(What is expected) Which lines have the string "match"? Copy all of them from the entries below.

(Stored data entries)
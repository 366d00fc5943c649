//! Key/value state shared between the annotation layer and whatever UI
//! observes it. Every effective change notifies all listeners with the
//! top-level key that changed.
//!
//! A change is detected with [`is_equal`], which is deliberately loose: arrays
//! compare positionally, but an object only has to find each of its values
//! somewhere among the other operand's values. Nested arrays and objects are
//! never equal to anything, as if compared by identity.

use crate::prelude::HashMap;
use serde_json::{Map, Value};

/// Listener callback, called with the changed key
pub type StateListener = Box<dyn Fn(&str) + Send + Sync>;

#[derive(Debug, Clone, Copy, PartialEq, Eq, Hash)]
pub struct ListenerId(u64);

#[derive(Default)]
pub struct SharedState {
    values: HashMap<String, Value>,
    listeners: Vec<(ListenerId, StateListener)>,
    next_listener: u64,
}

impl std::fmt::Debug for SharedState {
    fn fmt(&self, f: &mut std::fmt::Formatter<'_>) -> std::fmt::Result {
        f.debug_struct("SharedState")
            .field("values", &self.values)
            .field("listeners", &self.listeners.len())
            .finish()
    }
}

impl SharedState {
    pub fn new() -> Self {
        Self::default()
    }

    /// Register a listener called after every effective change
    pub fn add_listener<F>(&mut self, listener: F) -> ListenerId
    where
        F: Fn(&str) + Send + Sync + 'static,
    {
        let id = ListenerId(self.next_listener);
        self.next_listener += 1;
        self.listeners.push((id, Box::new(listener)));
        id
    }

    pub fn remove_listener(&mut self, id: ListenerId) -> bool {
        let before = self.listeners.len();
        self.listeners.retain(|(existing, _)| *existing != id);
        self.listeners.len() != before
    }

    /// Stores `value` under `key`; `Value::Null` deletes it.
    /// Listeners run only when the value changed. Returns whether they ran.
    pub fn set(&mut self, key: &str, value: Value) -> bool {
        if changed(self.values.get(key), &value) {
            if value.is_null() {
                self.values.remove(key);
            } else {
                self.values.insert(key.to_string(), value);
            }
            self.notify(key);
            true
        } else {
            false
        }
    }

    /// Stores `value` under `key.field`, creating the `key` object if needed.
    /// A non-object value at `key` is replaced by an empty object first.
    pub fn set_field(&mut self, key: &str, field: &str, value: Value) -> bool {
        let entry = self
            .values
            .entry(key.to_string())
            .or_insert_with(|| Value::Object(Map::new()));
        if !entry.is_object() {
            log::debug!("shared state key {} replaced by an object", key);
            *entry = Value::Object(Map::new());
        }
        let Value::Object(fields) = entry else {
            return false;
        };

        if !changed(fields.get(field), &value) {
            return false;
        }
        if value.is_null() {
            fields.remove(field);
        } else {
            fields.insert(field.to_string(), value);
        }
        self.notify(key);
        true
    }

    /// The value at `key`, `Value::Null` when absent
    pub fn get(&self, key: &str) -> Value {
        self.values.get(key).cloned().unwrap_or(Value::Null)
    }

    pub fn get_field(&self, key: &str, field: &str) -> Value {
        self.values
            .get(key)
            .and_then(|v| v.get(field))
            .cloned()
            .unwrap_or(Value::Null)
    }

    /// Whether `key` holds something other than null, `{}` or `[]`
    pub fn has(&self, key: &str) -> bool {
        has_value(self.values.get(key))
    }

    pub fn has_field(&self, key: &str, field: &str) -> bool {
        let top = self.values.get(key);
        has_value(top) && has_value(top.and_then(|v| v.get(field)))
    }

    pub fn keys(&self) -> impl Iterator<Item = &str> {
        self.values.keys().map(String::as_str)
    }

    fn notify(&self, key: &str) {
        for (_, listener) in &self.listeners {
            listener(key);
        }
    }
}

fn changed(current: Option<&Value>, value: &Value) -> bool {
    match current {
        Some(current) => !is_equal(current, value),
        // nothing stored never equals a new value, null included
        None => true,
    }
}

fn has_value(value: Option<&Value>) -> bool {
    match value {
        None | Some(Value::Null) => false,
        Some(Value::Object(map)) => !map.is_empty(),
        Some(Value::Array(items)) => !items.is_empty(),
        Some(_) => true,
    }
}

/// Change detection used by [`SharedState`]. Not symmetric.
pub fn is_equal(a: &Value, b: &Value) -> bool {
    match a {
        Value::Array(items) => arrays_equal(items, b),
        Value::Object(fields) => objects_equal(fields, b),
        _ => strict_equal(a, b),
    }
}

fn arrays_equal(a: &[Value], b: &Value) -> bool {
    match b {
        Value::Array(other) => {
            a.len() == other.len() && a.iter().zip(other).all(|(x, y)| strict_equal(x, y))
        }
        // strings have a length and indexable characters too
        Value::String(s) => {
            let chars: Vec<Value> = s.chars().map(|c| Value::String(c.to_string())).collect();
            a.len() == chars.len() && a.iter().zip(&chars).all(|(x, y)| strict_equal(x, y))
        }
        _ => false,
    }
}

fn objects_equal(a: &Map<String, Value>, b: &Value) -> bool {
    let candidates = enumerable_values(b);
    if a.is_empty() != candidates.is_empty() {
        return false;
    }
    a.values()
        .all(|value| candidates.iter().any(|candidate| strict_equal(value, candidate)))
}

/// What a `for ... in` walk over `value` would visit
fn enumerable_values(value: &Value) -> Vec<Value> {
    match value {
        Value::Object(fields) => fields.values().cloned().collect(),
        Value::Array(items) => items.clone(),
        Value::String(s) => s.chars().map(|c| Value::String(c.to_string())).collect(),
        _ => Vec::new(),
    }
}

fn strict_equal(a: &Value, b: &Value) -> bool {
    match (a, b) {
        (Value::Null, Value::Null) => true,
        (Value::Bool(x), Value::Bool(y)) => x == y,
        (Value::Number(x), Value::Number(y)) => x.as_f64() == y.as_f64(),
        (Value::String(x), Value::String(y)) => x == y,
        _ => false,
    }
}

(Task response)
    match current {
    match value {
    match a {
    match b {
    match value {
    match (a, b) {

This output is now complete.